The Williams Lab previously showed that high intracellular calcium levels prior to injury can promote the survival of RGCs post-injury. Here, the authors likewise found that the GPR88-expressing RGCs exhibited higher intracellular calcium levels than the full population of RGCs in the uninjured mouse retina. These population-level results are consistent with both a pro-survival role of calcium and the previously reported resilience of GPR88-expressing RGCs. However, Hall and colleagues also observed that the GPR-expressing RGCs exhibited varied intracellular calcium levels, suggesting that the 5 GPR88-expressing RGCs might respond differently to injury.

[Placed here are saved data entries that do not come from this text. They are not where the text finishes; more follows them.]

//! HTTP handlers for the contact form.

use axum::extract::{Json, State};
use axum::response::IntoResponse;

use crate::adapters::http::{ApiError, AppState};
use crate::application::handlers::contact::SubmitContactFormCommand;

use super::dto::{ContactRequest, ContactResponse};

/// POST /api/v1/contact
pub async fn submit_contact_form(
    State(state): State<AppState>,
    Json(request): Json<ContactRequest>,
) -> Result<impl IntoResponse, ApiError> {
    state
        .submit_contact_form_handler()
        .handle(SubmitContactFormCommand {
            name: request.name,
            email: request.email,
            message: request.message,
        })
        .await?;

    Ok(Json(ContactResponse {
        success: true,
        message: "Form submitted successfully".to_string(),
    }))
}
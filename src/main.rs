//! Lectern server entry point.

use std::process;
use std::sync::Arc;

use jsonwebtoken::DecodingKey;
use tracing_subscriber::EnvFilter;

use lectern::adapters::email::SmtpMailer;
use lectern::adapters::http::{app_router, AppState};
use lectern::adapters::media::HttpMediaStorage;
use lectern::adapters::mongo::{
    self, MongoCourseRepository, MongoPaymentLedger, MongoUserRepository,
};
use lectern::adapters::razorpay::{RazorpayConfig, RazorpayGatewayAdapter};
use lectern::config::AppConfig;

#[tokio::main]
async fn main() {
    let config = match AppConfig::load() {
        Ok(config) => config,
        Err(e) => {
            eprintln!("Failed to load configuration: {}", e);
            process::exit(1);
        }
    };

    tracing_subscriber::fmt()
        .with_env_filter(
            EnvFilter::try_from_default_env()
                .unwrap_or_else(|_| EnvFilter::new(config.server.log_level.clone())),
        )
        .init();

    if let Err(e) = config.validate() {
        tracing::error!(error = %e, "invalid configuration");
        process::exit(1);
    }

    // A service without its document store is meaningless; bail out early.
    let database = match mongo::connect(&config.database).await {
        Ok(database) => database,
        Err(e) => {
            tracing::error!(error = %e, "database connection failed");
            process::exit(1);
        }
    };

    let mailer = match SmtpMailer::new(&config.email) {
        Ok(mailer) => mailer,
        Err(e) => {
            tracing::error!(error = %e, "mailer construction failed");
            process::exit(1);
        }
    };

    let gateway = RazorpayGatewayAdapter::new(RazorpayConfig::new(
        config.payment.key_id.clone(),
        config.payment.key_secret.clone(),
    ));

    let state = AppState {
        users: Arc::new(MongoUserRepository::new(&database)),
        courses: Arc::new(MongoCourseRepository::new(&database)),
        ledger: Arc::new(MongoPaymentLedger::new(&database)),
        gateway: Arc::new(gateway),
        media: Arc::new(HttpMediaStorage::new(&config.media)),
        mailer: Arc::new(mailer),
        jwt_decoding_key: Arc::new(DecodingKey::from_secret(
            config.auth.jwt_secret.as_bytes(),
        )),
        gateway_key_id: config.payment.key_id.clone(),
        gateway_plan_id: config.payment.plan_id.clone(),
        billing_cycles: config.payment.billing_cycles,
        hmac_secret: config.payment.hmac_secret.clone(),
    };

    let app = app_router(state, &config);
    let addr = config.server.socket_addr();

    tracing::info!(%addr, test_mode = config.payment.is_test_mode(), "starting server");

    let listener = match tokio::net::TcpListener::bind(addr).await {
        Ok(listener) => listener,
        Err(e) => {
            tracing::error!(error = %e, "failed to bind listener");
            process::exit(1);
        }
    };

    if let Err(e) = axum::serve(listener, app).await {
        tracing::error!(error = %e, "server exited with error");
        process::exit(1);
    }
}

The authors monitored the intracellular calcium levels of GPR88-expressing RGCs after injury and found that the baseline intracellular calcium level of each cell predicted its survival post-injury. GPR88-expressing RGCs with high baseline calcium levels were approximately 3-times more likely to survive injury than GPR88-expressing RGCs with lower intracellular calcium levels. When Hall and colleagues analyzed the structure of the surviving GPR88-expressing RGCs, they discovered that nearly half of the putative ONdsRGCs survived injury and were the most resilient GPR88-expressing RGCs.
Evaluating the potential of putative treatment strategies
Despite the ability of the ONdsRGCs to survive well following injury, Hall and colleagues found that these RGCs did not display enhanced regeneration—or cellular healing—following injury. Instead, they found that the ONdsRGCs retracted some branches of their cellular structure. Even when they applied treatments that have previously triggered limited regeneration in RGCs, the authors found that the ONdsRGCs—and other GPR88-expressing RGCs—did not demonstrate enhanced regeneration compared to other RGCs.
Hall and colleagues instead tested whether compounds that act on GPR88 might protect RGCs from injury-induced cellular damage. They administered these compounds before inducing an injury to the optic nerve and measured the number of RGCs that survived and the density of the optic nerve 2 weeks after injury. The authors could not detect a difference in either metric, suggesting that either GPR88 does not contribute to cell survival, or more than the 5 RGC types identified would require GPR88 expression for a drug to yield a noticeable effect.

Despite these challenges, this study provides valuable insights into how different RGC types respond to injury. Having confirmed the identity of the well-surviving ONdsRGC, Hall and colleagues open the door for researchers to identify novel features of the ONdsRGC that might promote cellular resilience and be used to explore therapeutic opportunities.